I know that I paint a picture of a lovely lifestyle here in Devon, and, don’t get me wrong, it is pretty good, but there are always going to be things that go wrong, and things that need dealing with, and it is all hard work.

Today we had our leaky shower fixed, so that is one issue dealt with. Tomorrow an engineer will hopefully stop our precious heating oil dripping from a leaky joint. Then the garage door gets fixed….it just goes on and on.

It’s not much better in the garden.




This is the archway right outside my kitchen door. Once an attractive structure, I am sure, with a lovely climbing rose carefully trained over it. Now it is a crumbling unsightly eyesore completely swamped by dead rose stems.

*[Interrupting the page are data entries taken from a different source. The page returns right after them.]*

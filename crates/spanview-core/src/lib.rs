//! # spanview-core
//!
//! A library for byte-accurate structural inspection of PDF files.
//!
//! This crate provides the core functionality for:
//! - Tokenizing the PDF object grammar into a tree where every node knows
//!   exactly which bytes it came from
//! - Framing indirect objects and isolating their binary stream payloads
//! - Splitting a whole file into header, objects, cross-reference table,
//!   trailer and unparsed gaps that tile it completely
//! - Rendering the result as an annotated outline and reporting malformed input
//!
//! ## Architecture
//!
//! The library is organized into several modules:
//!
//! - [`cursor`]: Positional reader with absolute offsets
//! - [`object`]: Single-lookahead object parser, containers and references
//! - [`frame`]: `N G obj ... endobj` frames and stream payloads
//! - [`document`]: Whole-file scanning and the framing records
//! - [`outline`]: Display trees, visitors and the text renderer
//! - [`diagnostics`]: Strict validation over the lenient parse
//! - [`error`]: Error types and handling
//!
//! ## Example
//!
//! ```no_run
//! use spanview_core::outline::{render_to_string, RenderConfig, ToOutline};
//! use spanview_core::{ScanStrategy, Scanner, StandardDescriptions};
//! use std::fs;
//!
//! let data = fs::read("document.pdf")?;
//! let document = Scanner::new().scan(&data)?;
//!
//! let outline = document.to_outline(&StandardDescriptions);
//! println!("{}", render_to_string(&outline, &RenderConfig::default()));
//!
//! for diagnostic in spanview_core::diagnostics::collect(&document, &data) {
//!     eprintln!("{}", diagnostic);
//! }
//! # Ok::<(), Box<dyn std::error::Error>>(())
//! ```
//!
//! ## Extensibility
//!
//! The library provides several traits for customization:
//!
//! - [`ScanStrategy`]: Customize how a file is split into sections
//! - [`PayloadExtractor`]: Customize how embedded payloads are bounded
//! - [`DescriptionProvider`]: Supply or localize item descriptions
//! - [`OutlineVisitor`]: Consume outline trees
//!

#![deny(unsafe_code)]
#![warn(missing_docs, rust_2018_idioms, unreachable_pub)]

pub mod cursor;
pub mod describe;
pub mod diagnostics;
pub mod document;
pub mod error;
pub mod frame;
pub mod node;
pub mod object;
pub mod outline;
pub mod span;

// Re-export primary types for convenience
pub use cursor::ByteCursor;
pub use describe::{DescriptionProvider, ItemKind, NoDescriptions, StandardDescriptions};
pub use diagnostics::{Diagnostic, DiagnosticKind};
pub use document::{Document, ScanStrategy, Scanner, ScannerConfig, Section};
pub use error::{Error, Result};
pub use frame::{BodyEntry, IndirectObjectFrame, Payload, PayloadExtractor, StreamExtractor};
pub use node::{Node, NodeKind};
pub use object::{ObjectParser, ParserConfig};
pub use outline::{Outline, OutlineVisitor, RenderConfig, StatsVisitor, ToOutline, TreeRenderer};
pub use span::ByteSpan;

/// Crate version for programmatic access
pub const VERSION: &str = env!("CARGO_PKG_VERSION");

There is an outer layer of living rose, but it obviously hasn’t been tended for years. It will have to go!

Talking of roses, do you know the species rose, Rosa rugosa? Healthy foliage, large single fragrant pink flowers, followed by huge orange hips. What’s not to like???




This is one of three patches of Rosa rugosa in my garden. This one is at least 10 metres across… It spreads, and regrows if chopped to the ground, and is extremely thorny. It has to go before it takes over. Yeah…maybe next week.

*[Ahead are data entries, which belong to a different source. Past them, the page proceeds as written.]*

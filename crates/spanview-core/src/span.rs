//! Byte provenance for every parsed item.

use std::fmt;

/// A `(start, len)` window into the inspected buffer.
///
/// Every node, frame, payload and section carries one. Spans never reach
/// past the end of the buffer they were produced from.
#[derive(Debug, Clone, Copy, PartialEq, Eq, Default, Hash)]
pub struct ByteSpan {
    /// Offset of the first byte (0-based, inclusive)
    pub start: usize,
    /// Number of bytes covered
    pub len: usize,
}

impl ByteSpan {
    /// Creates a span from a start offset and a length
    pub const fn new(start: usize, len: usize) -> Self {
        Self { start, len }
    }

    /// Creates a span from half-open `[start, end)` offsets
    pub fn from_bounds(start: usize, end: usize) -> Self {
        Self {
            start,
            len: end.saturating_sub(start),
        }
    }

    /// Offset one past the last byte
    pub const fn end(&self) -> usize {
        self.start + self.len
    }

    /// Returns `true` if this span has zero length
    pub const fn is_empty(&self) -> bool {
        self.len == 0
    }

    /// Smallest span covering both `self` and `other`
    pub fn cover(&self, other: &ByteSpan) -> ByteSpan {
        ByteSpan::from_bounds(self.start.min(other.start), self.end().max(other.end()))
    }

    /// The bytes this span covers, or an empty slice if it lies outside `data`
    pub fn slice<'a>(&self, data: &'a [u8]) -> &'a [u8] {
        data.get(self.start..self.end()).unwrap_or(&[])
    }
}

impl fmt::Display for ByteSpan {
    fn fmt(&self, f: &mut fmt::Formatter<'_>) -> fmt::Result {
        write!(f, "0x{:08x}+{}", self.start, self.len)
    }
}

/// Returns `true` if `spans`, sorted by start, cover `whole` exactly once.
///
/// Used by tests to check that children tile their parent.
pub fn tiles(whole: ByteSpan, spans: impl IntoIterator<Item = ByteSpan>) -> bool {
    let mut spans: Vec<ByteSpan> = spans.into_iter().filter(|s| !s.is_empty()).collect();
    spans.sort_by_key(|s| s.start);

    let mut expected = whole.start;
    for span in spans {
        if span.start != expected {
            return false;
        }
        expected = span.end();
    }
    expected == whole.end()
}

This is the centre of my main perennial bed. I haven’t tackled this area yet. To be honest, I didn’t even know it was there until I had trimmed away some dead foliage round the edge, and saw what was beyond. I will get to it soon, now I have finished working on the front of the border.




The wheelbarrow contains the dead leaves of just one of my fifty thousand clumps of crocosmia. The border does look better now I have cleared away the dead stuff though. The photos aren’t quite at the same angle, but you get the idea.


main border


It’s not all doom and gloom, however. I uncovered this little beauty while clearing – it is a spring snowflake, much taller than a snowdrop, and a solid bell rather than individual petals. Not supposed to flower until at least February.

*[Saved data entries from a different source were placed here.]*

//! Error types for the spanview-core library.
//!
//! The object-model parser treats most of these as soft signals: it logs
//! them and keeps going so a partial tree is always produced. Only the
//! fixed-grammar framing records surface them as real failures.

use std::path::PathBuf;
use thiserror::Error;

/// Result type alias for spanview operations
pub type Result<T> = std::result::Result<T, Error>;

/// Error type for all spanview operations
#[derive(Error, Debug)]
#[non_exhaustive]
pub enum Error {
    /// Failed to read input file
    #[error("failed to read file '{path}': {source}")]
    FileRead {
        /// Path to the file that failed to read
        path: PathBuf,
        /// Underlying I/O error
        #[source]
        source: std::io::Error,
    },

    /// The cursor reached the end of its readable region
    #[error("unexpected end of input at offset {offset}")]
    EndOfInput {
        /// Position of the cursor when the read was attempted
        offset: usize,
    },

    /// A keyword literal did not spell what its first byte announced
    #[error("malformed token at offset {offset}: expected '{expected}'")]
    MalformedToken {
        /// Offset of the token's first byte
        offset: usize,
        /// The literal that was expected
        expected: &'static str,
    },

    /// No dispatch rule matched the byte
    #[error("unrecognized byte 0x{byte:02x} at offset {offset}")]
    UnrecognizedByte {
        /// Offset of the byte
        offset: usize,
        /// The byte itself
        byte: u8,
    },

    /// An expected record or frame signature was absent
    #[error("structural signature mismatch at offset {offset}: expected {expected}")]
    StructuralSignatureMismatch {
        /// Offset where the signature was expected
        offset: usize,
        /// Description of the expected signature
        expected: &'static str,
    },

    /// Generic internal error
    #[error("internal error: {0}")]
    Internal(String),
}

impl Error {
    /// Creates a new file read error
    pub fn file_read(path: impl Into<PathBuf>, source: std::io::Error) -> Self {
        Self::FileRead {
            path: path.into(),
            source,
        }
    }

    /// Creates a new end-of-input error
    pub fn end_of_input(offset: usize) -> Self {
        Self::EndOfInput { offset }
    }

    /// Creates a new malformed token error
    pub fn malformed_token(offset: usize, expected: &'static str) -> Self {
        Self::MalformedToken { offset, expected }
    }

    /// Creates a new unrecognized byte error
    pub fn unrecognized_byte(offset: usize, byte: u8) -> Self {
        Self::UnrecognizedByte { offset, byte }
    }

    /// Creates a new signature mismatch error
    pub fn signature_mismatch(offset: usize, expected: &'static str) -> Self {
        Self::StructuralSignatureMismatch { offset, expected }
    }

    /// Creates a new internal error
    pub fn internal(msg: impl Into<String>) -> Self {
        Self::Internal(msg.into())
    }

    /// Returns true if the parser recovers from this error by skipping ahead
    pub fn is_recoverable(&self) -> bool {
        matches!(
            self,
            Self::EndOfInput { .. } | Self::MalformedToken { .. } | Self::UnrecognizedByte { .. }
        )
    }

    /// Byte offset the error refers to, if any
    pub fn offset(&self) -> Option<usize> {
        match self {
            Self::EndOfInput { offset }
            | Self::MalformedToken { offset, .. }
            | Self::UnrecognizedByte { offset, .. }
            | Self::StructuralSignatureMismatch { offset, .. } => Some(*offset),
            Self::FileRead { .. } | Self::Internal(_) => None,
        }
    }
}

Everything is confused by the weather. This hydrangea is continuing to put out new flowers!




as does this azalea.




And the daffodils and other bulbs are coming up all over the garden, so I have a feeling we are going to have a spectacular spring display. If it ever stops raining!





Around the garden

We are still waiting to see our new garden in sunlight, but at least we had a dry afternoon. Friends visited, and we all had a wander around the estate. We have a bottle bank…


bottlebank small


We have some interesting neighbours…




With the help of our friends we managed to identify some of the plants. Those in leaf and flower I can usually work out, but winter twigs can be a bit of a challenge. We have a stunning Christmas tree, but I am resisting the temptation to deck it out with lights and baubles!




Next to it is one of my favourite conifers, Cedrus deodara, with its soft, drooping branches




A small camellia is covered in fat buds, promising a beautiful display soon. But in what colour, I wonder?




Some plants were in flower, out of season, either early or late, including this lovely pink azalea which is presumably early.


azalea small


This Abelia grandiflora has a long flowering season, so is presumably still flowering from the summer?




We also have several nice rhododendron specimens, all of which will be a surprise when they flower. I just hope they aren’t all the same variety!